Where a line of the records contains the word "fields", show that line.

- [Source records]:
━━━━━━━━

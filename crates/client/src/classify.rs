//! Turns raw API answers into availability replies and booking results.
//!
//! Only the HTTP status and the structured fields (`success`, `available`,
//! `errorKind`, `fields`) are inspected. The free-text `error` is carried
//! along for display and never pattern-matched.

use api_types::{ErrorKind, availability::AvailabilityResponse, booking::BookingResponse};
use engine::AvailabilityReply;
use reqwest::StatusCode;

use crate::ClientError;

const UNKNOWN_ERROR: &str = "unknown error";

pub(crate) fn availability_reply(
    status: StatusCode,
    body: Option<AvailabilityResponse>,
) -> Result<AvailabilityReply, ClientError> {
    if status.is_success() {
        let body = body.ok_or_else(|| {
            ClientError::Decode("availability response is not valid JSON".to_string())
        })?;
        if body.success {
            return match body.available {
                Some(true) => Ok(AvailabilityReply::Available),
                Some(false) => Ok(AvailabilityReply::Unavailable(body.error)),
                None => Err(ClientError::Decode(
                    "availability response without `available`".to_string(),
                )),
            };
        }
        return Ok(refused_query(body.error_kind, body.error, false));
    }

    let (kind, message) = match body {
        Some(body) => (body.error_kind, body.error),
        None => (None, None),
    };
    match status.as_u16() {
        400 | 422 => Ok(refused_query(kind, message, false)),
        409 => Ok(refused_query(kind, message, true)),
        _ => Err(ClientError::for_status(
            status,
            message.unwrap_or_else(|| UNKNOWN_ERROR.to_string()),
        )),
    }
}

/// A query the API declined to answer. It only means "taken" when the API
/// says so through `errorKind` (or a 409).
fn refused_query(
    kind: Option<ErrorKind>,
    message: Option<String>,
    conflict_status: bool,
) -> AvailabilityReply {
    match kind {
        Some(ErrorKind::Conflict) => AvailabilityReply::Unavailable(message),
        None | Some(ErrorKind::Other) if conflict_status => AvailabilityReply::Unavailable(message),
        _ => AvailabilityReply::Rejected(
            message.unwrap_or_else(|| "availability query rejected".to_string()),
        ),
    }
}

/// Returns the id of the created booking, or the classified failure.
pub(crate) fn booking_result(
    status: StatusCode,
    body: Option<BookingResponse>,
) -> Result<String, ClientError> {
    if status.is_success()
        && let Some(body) = &body
        && body.success
    {
        return body
            .data
            .as_ref()
            .map(|created| created.id.clone())
            .ok_or_else(|| ClientError::Decode("booking created without an id".to_string()));
    }

    let Some(body) = body else {
        if status.is_success() {
            return Err(ClientError::Decode(
                "booking response is not valid JSON".to_string(),
            ));
        }
        return Err(rejection(status, None, UNKNOWN_ERROR.to_string(), Default::default()));
    };

    let message = body.error.unwrap_or_else(|| UNKNOWN_ERROR.to_string());
    Err(rejection(status, body.error_kind, message, body.fields))
}

fn rejection(
    status: StatusCode,
    kind: Option<ErrorKind>,
    message: String,
    fields: std::collections::BTreeMap<String, String>,
) -> ClientError {
    match status.as_u16() {
        401 | 403 | 404 => return ClientError::for_status(status, message),
        500..=599 => return ClientError::Server(message),
        _ => {}
    }

    let validation = kind == Some(ErrorKind::Validation)
        || !fields.is_empty()
        || status == StatusCode::UNPROCESSABLE_ENTITY;
    if validation && kind != Some(ErrorKind::Conflict) {
        return ClientError::Validation { message, fields };
    }
    ClientError::Conflict(message)
}

#[cfg(test)]
mod tests {
    use std::collections::BTreeMap;

    use api_types::booking::BookingCreated;

    use super::*;

    fn availability(
        success: bool,
        available: Option<bool>,
        kind: Option<ErrorKind>,
    ) -> AvailabilityResponse {
        AvailabilityResponse {
            success,
            available,
            error: Some("msg".to_string()),
            error_kind: kind,
        }
    }

    fn booking(success: bool, kind: Option<ErrorKind>, fields: &[(&str, &str)]) -> BookingResponse {
        BookingResponse {
            success,
            data: success.then(|| BookingCreated {
                id: "bk-1".to_string(),
            }),
            error: (!success).then(|| "Dates not available".to_string()),
            error_kind: kind,
            fields: fields
                .iter()
                .map(|(k, v)| (k.to_string(), v.to_string()))
                .collect::<BTreeMap<_, _>>(),
        }
    }

    #[test]
    fn available_flag_drives_the_reply() {
        assert_eq!(
            availability_reply(StatusCode::OK, Some(availability(true, Some(true), None))),
            Ok(AvailabilityReply::Available)
        );
        assert_eq!(
            availability_reply(StatusCode::OK, Some(availability(true, Some(false), None))),
            Ok(AvailabilityReply::Unavailable(Some("msg".to_string())))
        );
    }

    #[test]
    fn unsuccessful_query_is_rejected_not_unavailable() {
        assert_eq!(
            availability_reply(StatusCode::OK, Some(availability(false, None, None))),
            Ok(AvailabilityReply::Rejected("msg".to_string()))
        );
        assert_eq!(
            availability_reply(
                StatusCode::BAD_REQUEST,
                Some(availability(false, None, Some(ErrorKind::Validation)))
            ),
            Ok(AvailabilityReply::Rejected("msg".to_string()))
        );
    }

    #[test]
    fn explicit_conflict_kind_means_unavailable() {
        assert_eq!(
            availability_reply(
                StatusCode::OK,
                Some(availability(false, None, Some(ErrorKind::Conflict)))
            ),
            Ok(AvailabilityReply::Unavailable(Some("msg".to_string())))
        );
        assert_eq!(
            availability_reply(StatusCode::CONFLICT, None),
            Ok(AvailabilityReply::Unavailable(None))
        );
    }

    #[test]
    fn server_errors_and_garbage_are_errors() {
        assert!(matches!(
            availability_reply(StatusCode::BAD_GATEWAY, None),
            Err(ClientError::Server(_))
        ));
        assert!(matches!(
            availability_reply(StatusCode::OK, None),
            Err(ClientError::Decode(_))
        ));
        assert!(matches!(
            availability_reply(StatusCode::OK, Some(availability(true, None, None))),
            Err(ClientError::Decode(_))
        ));
    }

    #[test]
    fn created_booking_yields_id() {
        assert_eq!(
            booking_result(StatusCode::CREATED, Some(booking(true, None, &[]))),
            Ok("bk-1".to_string())
        );
    }

    #[test]
    fn unstructured_failure_is_a_conflict() {
        assert_eq!(
            booking_result(StatusCode::OK, Some(booking(false, None, &[]))),
            Err(ClientError::Conflict("Dates not available".to_string()))
        );
        assert_eq!(
            booking_result(StatusCode::BAD_REQUEST, Some(booking(false, None, &[]))),
            Err(ClientError::Conflict("Dates not available".to_string()))
        );
    }

    #[test]
    fn field_errors_are_validation() {
        let res = booking_result(
            StatusCode::BAD_REQUEST,
            Some(booking(false, None, &[("customerEmail", "invalid email")])),
        );
        let Err(ClientError::Validation { fields, .. }) = res else {
            panic!("expected validation error, got {res:?}");
        };
        assert_eq!(fields.get("customerEmail").map(String::as_str), Some("invalid email"));
    }

    #[test]
    fn error_kind_wins_over_status() {
        assert!(matches!(
            booking_result(
                StatusCode::UNPROCESSABLE_ENTITY,
                Some(booking(false, Some(ErrorKind::Conflict), &[]))
            ),
            Err(ClientError::Conflict(_))
        ));
        assert!(matches!(
            booking_result(
                StatusCode::OK,
                Some(booking(false, Some(ErrorKind::Validation), &[]))
            ),
            Err(ClientError::Validation { .. })
        ));
    }

    #[test]
    fn server_failure_is_not_a_conflict() {
        assert!(matches!(
            booking_result(StatusCode::SERVICE_UNAVAILABLE, None),
            Err(ClientError::Server(_))
        ));
        assert!(matches!(
            booking_result(StatusCode::NOT_FOUND, Some(booking(false, None, &[]))),
            Err(ClientError::NotFound(_))
        ));
    }
}
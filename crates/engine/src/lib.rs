//! Booking core of the glamp desk.
//!
//! Everything in this crate is synchronous and free of I/O: date rules,
//! pricing, the draft aggregate, the availability sequence guard and the
//! form lifecycle. The async wiring lives in the `desk` crate.

pub use availability::{
    Applied, AvailabilityNotice, AvailabilityReply, AvailabilityResult, AvailabilityState,
    RequestSequence,
};
pub use catalog::{AddOn, Catalog, Glamp};
pub use dates::{DateRange, DateRangeError, adjusted_check_out};
pub use draft::{BookingDraft, Change, GuestContact};
pub use error::EngineError;
pub use form::{FormPhase, PhaseEvent};
pub use money::Money;
pub use pricing::{PriceBreakdown, compute_total};
pub use submission::{BookingRequest, Field, FieldErrors, SubmissionOutcome, validate_for_submit};

pub mod dates;
pub mod pricing;

mod availability;
mod catalog;
mod draft;
mod error;
mod form;
mod money;
mod submission;
//! Test doubles for the booking API and the notifier.

use std::{
    future::Future,
    sync::{Arc, Mutex},
};

use chrono::NaiveDate;
use client::{BookingApi, ClientError};
use engine::{AddOn, AvailabilityReply, BookingRequest, Catalog, DateRange, Glamp, Money};
use tokio::sync::oneshot;

use crate::{
    checker::StayKey,
    notifier::{Notifier, ToastLevel},
};

type CheckResult = Result<AvailabilityReply, ClientError>;

pub(crate) fn jan(day: u32) -> NaiveDate {
    NaiveDate::from_ymd_opt(2027, 1, day).unwrap()
}

pub(crate) fn stay(glamp_id: &str, check_in: u32, check_out: u32) -> StayKey {
    StayKey {
        glamp_id: glamp_id.to_string(),
        range: DateRange::new(jan(check_in), jan(check_out)).unwrap(),
    }
}

pub(crate) fn catalog() -> Catalog {
    Catalog::new(
        vec![
            Glamp {
                id: "dome".to_string(),
                name: "Stargazer Dome".to_string(),
                price_per_night: Money::from_major(25_000),
                capacity: Some(4),
            },
            Glamp {
                id: "pod".to_string(),
                name: "Forest Pod".to_string(),
                price_per_night: Money::from_major(90),
                capacity: None,
            },
        ],
        vec![AddOn {
            id: "breakfast".to_string(),
            name: "Breakfast basket".to_string(),
            price: Money::from_major(75),
        }],
    )
}

#[derive(Default)]
struct Script {
    auto_reply: Option<CheckResult>,
    checks: Vec<StayKey>,
    held: Vec<Option<oneshot::Sender<CheckResult>>>,
    booking_reply: Option<Result<String, ClientError>>,
    bookings: Vec<BookingRequest>,
}

/// Fake API. Availability replies are either immediate (`replying`) or
/// held until the test releases them in any order (`holding`).
#[derive(Default)]
pub(crate) struct ScriptedApi {
    script: Mutex<Script>,
}

impl ScriptedApi {
    pub(crate) fn replying(reply: CheckResult) -> Self {
        let api = Self::default();
        api.script.lock().unwrap().auto_reply = Some(reply);
        api
    }

    pub(crate) fn holding() -> Self {
        Self::default()
    }

    pub(crate) fn with_booking_reply(self, reply: Result<String, ClientError>) -> Self {
        self.script.lock().unwrap().booking_reply = Some(reply);
        self
    }

    pub(crate) fn checks(&self) -> Vec<StayKey> {
        self.script.lock().unwrap().checks.clone()
    }

    pub(crate) fn bookings(&self) -> Vec<BookingRequest> {
        self.script.lock().unwrap().bookings.clone()
    }

    /// Lets spawned request tasks run until `count` checks were made.
    pub(crate) async fn wait_for_checks(&self, count: usize) {
        while self.script.lock().unwrap().checks.len() < count {
            tokio::task::yield_now().await;
        }
    }

    /// Releases the reply of the `index`-th held check.
    pub(crate) fn resolve(&self, index: usize, reply: CheckResult) {
        let sender = self.script.lock().unwrap().held[index]
            .take()
            .expect("check already resolved");
        sender.send(reply).unwrap();
    }
}

impl BookingApi for ScriptedApi {
    fn list_glamps(&self) -> impl Future<Output = Result<Vec<Glamp>, ClientError>> + Send {
        let glamps = catalog().glamps().to_vec();
        async move { Ok(glamps) }
    }

    fn check_availability(
        &self,
        glamp_id: &str,
        range: DateRange,
    ) -> impl Future<Output = CheckResult> + Send {
        let mut script = self.script.lock().unwrap();
        script.checks.push(StayKey {
            glamp_id: glamp_id.to_string(),
            range,
        });
        let ready = match script.auto_reply.clone() {
            Some(reply) => Ok(reply),
            None => {
                let (tx, rx) = oneshot::channel();
                script.held.push(Some(tx));
                Err(rx)
            }
        };
        drop(script);

        async move {
            match ready {
                Ok(reply) => reply,
                Err(rx) => rx
                    .await
                    .unwrap_or_else(|_| Err(ClientError::Transport("reply dropped".to_string()))),
            }
        }
    }

    fn create_booking(
        &self,
        request: &BookingRequest,
    ) -> impl Future<Output = Result<String, ClientError>> + Send {
        let mut script = self.script.lock().unwrap();
        script.bookings.push(request.clone());
        let reply = script
            .booking_reply
            .clone()
            .unwrap_or_else(|| Ok("bk-1".to_string()));
        drop(script);
        async move { reply }
    }
}

/// Collects toasts for assertions.
#[derive(Clone, Default)]
pub(crate) struct RecordingNotifier {
    toasts: Arc<Mutex<Vec<(ToastLevel, String)>>>,
}

impl RecordingNotifier {
    pub(crate) fn toasts(&self) -> Vec<(ToastLevel, String)> {
        self.toasts.lock().unwrap().clone()
    }

    pub(crate) fn levels(&self) -> Vec<ToastLevel> {
        self.toasts().into_iter().map(|(level, _)| level).collect()
    }
}

impl Notifier for RecordingNotifier {
    fn notify(&self, level: ToastLevel, message: &str) {
        self.toasts.lock().unwrap().push((level, message.to_string()));
    }
}
//! REST access to the booking back office.
//!
//! [`BookingApi`] is the seam the form controller talks to; [`Client`] is
//! its `reqwest` implementation.

use std::{future::Future, time::Duration};

use api_types::{
    availability::{AvailabilityQuery, AvailabilityResponse},
    booking::BookingResponse,
    glamp::GlampListResponse,
};
use engine::{AvailabilityReply, BookingRequest, DateRange, Glamp};
use reqwest::{Response, Url};
use serde::de::DeserializeOwned;

pub use convert::booking_payload;
pub use error::ClientError;

mod classify;
mod convert;
mod error;

/// The three endpoints the booking workflow consumes.
pub trait BookingApi: Send + Sync {
    fn list_glamps(&self) -> impl Future<Output = Result<Vec<Glamp>, ClientError>> + Send;

    /// Asks whether `glamp_id` is free for `range`.
    ///
    /// A refused query comes back as `Ok(AvailabilityReply::Rejected)`;
    /// `Err` is reserved for failures to get any usable answer.
    fn check_availability(
        &self,
        glamp_id: &str,
        range: DateRange,
    ) -> impl Future<Output = Result<AvailabilityReply, ClientError>> + Send;

    /// Creates the booking and returns its id.
    fn create_booking(
        &self,
        request: &BookingRequest,
    ) -> impl Future<Output = Result<String, ClientError>> + Send;
}

#[derive(Debug, Clone)]
pub struct Client {
    base_url: Url,
    http: reqwest::Client,
}

impl Client {
    pub fn new(base_url: &str, timeout: Duration) -> Result<Self, ClientError> {
        let mut raw = base_url.trim().to_string();
        if !raw.ends_with('/') {
            raw.push('/');
        }
        let base_url = Url::parse(&raw).map_err(|err| ClientError::InvalidUrl(err.to_string()))?;
        let http = reqwest::Client::builder().timeout(timeout).build()?;
        Ok(Self { base_url, http })
    }

    fn endpoint(&self, path: &str) -> Result<Url, ClientError> {
        self.base_url
            .join(path)
            .map_err(|err| ClientError::InvalidUrl(err.to_string()))
    }
}

/// Reads the body as JSON, keeping the status even when the body is not
/// the expected shape.
async fn read_json<T: DeserializeOwned>(
    res: Response,
) -> Result<(reqwest::StatusCode, Option<T>), ClientError> {
    let status = res.status();
    let bytes = res.bytes().await?;
    let body = match serde_json::from_slice::<T>(&bytes) {
        Ok(body) => Some(body),
        Err(err) => {
            tracing::debug!("unparsable {status} response body: {err}");
            None
        }
    };
    Ok((status, body))
}

impl BookingApi for Client {
    async fn list_glamps(&self) -> Result<Vec<Glamp>, ClientError> {
        let endpoint = self.endpoint("glamps")?;
        let res = self.http.get(endpoint).send().await?;
        let (status, body) = read_json::<GlampListResponse>(res).await?;

        let Some(body) = body else {
            if status.is_success() {
                return Err(ClientError::Decode("glamp list is not valid JSON".to_string()));
            }
            return Err(ClientError::for_status(status, "unknown error".to_string()));
        };
        if !status.is_success() || !body.success {
            let message = body.error.unwrap_or_else(|| "unknown error".to_string());
            return Err(ClientError::for_status(status, message));
        }

        body.data.into_iter().map(convert::glamp_from_wire).collect()
    }

    async fn check_availability(
        &self,
        glamp_id: &str,
        range: DateRange,
    ) -> Result<AvailabilityReply, ClientError> {
        let endpoint = self.endpoint("availability")?;
        let query = AvailabilityQuery {
            unit_id: glamp_id.to_string(),
            check_in: range.check_in(),
            check_out: range.check_out(),
        };

        let res = self.http.get(endpoint).query(&query).send().await?;
        let (status, body) = read_json::<AvailabilityResponse>(res).await?;
        classify::availability_reply(status, body)
    }

    async fn create_booking(&self, request: &BookingRequest) -> Result<String, ClientError> {
        let endpoint = self.endpoint("bookings")?;
        let payload = convert::booking_payload(request);

        let res = self.http.post(endpoint).json(&payload).send().await?;
        let (status, body) = read_json::<BookingResponse>(res).await?;
        classify::booking_result(status, body)
    }
}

━━━━━━━━

- [Problem solution]:
//! Only the HTTP status and the structured fields (`success`, `available`,
//! `errorKind`, `fields`) are inspected. The free-text `error` is carried
    Err(rejection(status, body.error_kind, message, body.fields))
    fields: std::collections::BTreeMap<String, String>,
        || !fields.is_empty()
        return ClientError::Validation { message, fields };
    fn booking(success: bool, kind: Option<ErrorKind>, fields: &[(&str, &str)]) -> BookingResponse {
            fields: fields
        let Err(ClientError::Validation { fields, .. }) = res else {
        assert_eq!(fields.get("customerEmail").map(String::as_str), Some("invalid email"));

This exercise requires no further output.